So how did I express my disappointment with my job? Why, I started writing a novel, of course! While the novel is not biographical in any way, Melinda's experiences in the call center are based on my own experiences in a call center.
And that is the origin story of this novel. It languished on my hard drive for more than ten years before I unearthed it and saw that it had some potential. The first chapters will require a lot of rewrites. Let's just say, back in those days, I had a text pager and it was WAY high tech. Most people didn't even have Internet access at home. So, yeah, the technology in the novel is just a *wee* bit out of date. But, still, what I really liked about it were Melinda's relationships with her friends and family, and her struggles with being in her twenties and trying to figure out what she really wants out of her adult life. I can relate to that.
Now, without further ado, I bring you a first glimpse at Phoning It In, my forthcoming contemporary women's fiction novel.
“So, what are we doing this weekend?” Blaine asked casually. There was a lull in the calls and things were pretty quiet so they actually had a few minutes to spare chatting, unfortunately for Melinda.
“Nothing. I have plans with my family. My sister and I are taking my mom out for her birthday,” Melinda replied, equally as casually.
“Bull,” he said, cheerily. “We are doing something. You’re just hoping that I’ll let you worm your way out of it and that’s not going to happen this time. When are you taking your mom out for dinner?”
“Sunday,” Melinda mumbled.
“Well, since we’re going out Saturday after work, that will be no problem at all.”
“I’d really rather not. I don’t exactly want to be hung over when I’m out dining with my family.”
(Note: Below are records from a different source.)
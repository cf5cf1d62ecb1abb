//! File-based logging module for tunebox
//!
//! This module sets up tracing-based logging that writes to a file instead of stdout,
//! since the application uses a TUI that occupies the terminal.

use std::path::Path;
use tracing_appender::rolling::{RollingFileAppender, Rotation};
use tracing_subscriber::{
    fmt::{self, format::FmtSpan},
    layer::SubscriberExt,
    util::SubscriberInitExt,
    EnvFilter,
};

const LOG_DIR: &str = ".logs";
const LOG_FILE_PREFIX: &str = "tunebox";

/// Initialize the logging system.
///
/// Logs are written to `.logs/tunebox.YYYY-MM-DD.log` with daily rotation.
/// The log level can be controlled via the `RUST_LOG` environment variable.
///
/// Default log levels:
/// - `tunebox` modules: DEBUG
/// - `rodio`/`symphonia`: WARN
/// - Other crates: WARN
pub fn init_logging() -> anyhow::Result<()> {
    let log_dir = Path::new(LOG_DIR);
    if !log_dir.exists() {
        std::fs::create_dir_all(log_dir)?;
    }

    let file_appender = RollingFileAppender::new(Rotation::DAILY, LOG_DIR, LOG_FILE_PREFIX);

    // Writes happen on a background worker
    let (non_blocking, guard) = tracing_appender::non_blocking(file_appender);

    // The guard flushes on drop; it has to live as long as the process
    Box::leak(Box::new(guard));

    let filter = EnvFilter::try_from_default_env()
        .unwrap_or_else(|_| EnvFilter::new("tunebox=debug,warn"));

    let fmt_layer = fmt::layer()
        .with_writer(non_blocking)
        .with_ansi(false)
        .with_target(true)
        .with_thread_ids(false)
        .with_thread_names(true) // audio thread is named
        .with_span_events(FmtSpan::CLOSE);

    tracing_subscriber::registry()
        .with(filter)
        .with(fmt_layer)
        .init();

    tracing::info!("Logging initialized - logs written to {}/", LOG_DIR);

    Ok(())
}

/// Log the outcome of a library (data capability) call
#[macro_export]
macro_rules! log_library_result {
    ($operation:expr, $result:expr) => {
        match &$result {
            Ok(_) => tracing::info!(operation = $operation, "Library request successful"),
            Err(e) => tracing::error!(operation = $operation, error = %e, "Library request failed"),
        }
    };
}

/// Log a library request with additional context
#[macro_export]
macro_rules! log_library_request {
    ($operation:expr, $($field:tt)*) => {
        tracing::debug!(operation = $operation, $($field)*, "Library request started");
    };
}
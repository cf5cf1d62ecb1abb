//! Ordered, circular track queue used for next/previous resolution

use crate::error::PlayerError;
use super::types::Track;

/// Tracks in browse order. Lookups go by `Track::id`, never by instance, since
/// the same track arrives as separate copies from the feed and from playlists.
#[derive(Clone, Debug, Default)]
pub struct TrackIndex {
    tracks: Vec<Track>,
}

impl TrackIndex {
    pub fn new(tracks: Vec<Track>) -> Self {
        Self { tracks }
    }

    pub fn len(&self) -> usize {
        self.tracks.len()
    }

    pub fn is_empty(&self) -> bool {
        self.tracks.is_empty()
    }

    pub fn tracks(&self) -> &[Track] {
        &self.tracks
    }

    pub fn tracks_mut(&mut self) -> &mut [Track] {
        &mut self.tracks
    }

    pub fn position_of(&self, track_id: &str) -> Option<usize> {
        self.tracks.iter().position(|t| t.id == track_id)
    }

    /// Next track, wrapping from the last back to the first
    pub fn successor(&self, track_id: &str) -> Result<&Track, PlayerError> {
        let position = self.locate(track_id)?;
        Ok(&self.tracks[(position + 1) % self.tracks.len()])
    }

    /// Previous track, wrapping from the first to the last
    pub fn predecessor(&self, track_id: &str) -> Result<&Track, PlayerError> {
        let position = self.locate(track_id)?;
        let len = self.tracks.len();
        Ok(&self.tracks[(position + len - 1) % len])
    }

    fn locate(&self, track_id: &str) -> Result<usize, PlayerError> {
        if self.tracks.is_empty() {
            return Err(PlayerError::EmptyIndex);
        }
        self.position_of(track_id)
            .ok_or_else(|| PlayerError::TrackNotFound(track_id.to_string()))
    }
}

#[cfg(test)]
pub(crate) mod tests {
    use super::*;

    pub(crate) fn track(id: &str) -> Track {
        Track {
            id: id.to_string(),
            file_id: format!("file-{id}"),
            img_id: format!("img-{id}"),
            title: format!("Song {id}"),
            artist: "Artist".to_string(),
            album: None,
            play_count: 0,
            is_liked: false,
        }
    }

    fn index(ids: &[&str]) -> TrackIndex {
        TrackIndex::new(ids.iter().map(|id| track(id)).collect())
    }

    #[test]
    fn successor_wraps_to_first() {
        let index = index(&["a", "b", "c"]);
        assert_eq!(index.successor("a").unwrap().id, "b");
        assert_eq!(index.successor("c").unwrap().id, "a");
    }

    #[test]
    fn predecessor_wraps_to_last() {
        let index = index(&["a", "b", "c"]);
        assert_eq!(index.predecessor("b").unwrap().id, "a");
        assert_eq!(index.predecessor("a").unwrap().id, "c");
    }

    #[test]
    fn n_steps_return_to_start() {
        let index = index(&["a", "b", "c", "d", "e"]);
        for start in ["a", "c", "e"] {
            let mut id = start.to_string();
            for _ in 0..index.len() {
                id = index.successor(&id).unwrap().id.clone();
            }
            assert_eq!(id, start);

            for _ in 0..index.len() {
                id = index.predecessor(&id).unwrap().id.clone();
            }
            assert_eq!(id, start);
        }
    }

    #[test]
    fn single_track_is_its_own_neighbour() {
        let index = index(&["solo"]);
        assert_eq!(index.successor("solo").unwrap().id, "solo");
        assert_eq!(index.predecessor("solo").unwrap().id, "solo");
    }

    #[test]
    fn lookup_is_by_id_not_instance() {
        let index = index(&["a", "b"]);
        let mut copy = track("b");
        copy.is_liked = true;
        assert_eq!(index.position_of(&copy.id), Some(1));
    }

    #[test]
    fn unknown_or_empty_fails_cleanly() {
        assert_eq!(
            index(&["a"]).successor("zzz").unwrap_err(),
            PlayerError::TrackNotFound("zzz".to_string())
        );
        assert_eq!(TrackIndex::default().predecessor("a").unwrap_err(), PlayerError::EmptyIndex);
    }
}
“You can be the designated driver. You certainly won’t be hung over on Sunday then, will you?”
“Oh great,” Melinda groused. “Not only are you making me go out against my will, you’re promising me a fun evening of sipping Diet Coke while all the rest of you get buzzed and happy.”
“Yep. Won’t it be fun?” Blaine asked.
“No, Blaine, just never mind. I’m not going to do it.”
“Yes you are,” he said, firmly. “I meant it when I said that I would drag you kicking and screaming. Melinda, you really do spend too much time moping around your condo. You’ve been in a funk for a while and it’s time you snapped out of it. You’re well on your way to being an old maid. Do you want to be a friendless old maid while you’re at it?”
She knew he was teasing her about the old maid thing and she couldn’t help but laugh in spite of herself. “Ass,” she said quietly, smacking him playfully.
“Hey, that’s workplace abuse and I’m not going to stand for it,” he told her.
“No, I don’t want to be friendless but is there any way for me to get rid of you?” she countered.
“”Fraid not, m’dear. Once you’ve made friends with me, you’re stuck with me for life. Just think, thirty years from now I’ll still be meddling in your life and pestering you into doing things that you’d really rather not do.”
“Wow. What an appealing picture that is.”
He looked at her levelly and the expression on his face was serious. “I’ve been kind of worried about you, kiddo. You just haven’t been yourself for a while. You just don’t seem satisfied anymore.”
“That’s because I’m not,” Melinda replied, with a sigh. “And you’re right, I haven’t been myself lately and I’m sorry. I know I’m not much fun.”
“Yes, you are, and that’s what I’m trying to tell you. It’s time for you to get that back. You can either enjoy life or you can sit around and wish that you did.”
“All right, all right.” She held her hands up. “I admit defeat. If I don’t, you’ll never shut up. I will go out with you after work Saturday and I will be the DD because I was serious about not wanting to be hung over on Sunday.”
“Ah, yes. My charismatic powers of persuasion have done it once again,” he replied, rubbing his hands together in relish.
“More like your powers of annoying the hell out of people have done it once again,” she grumbled.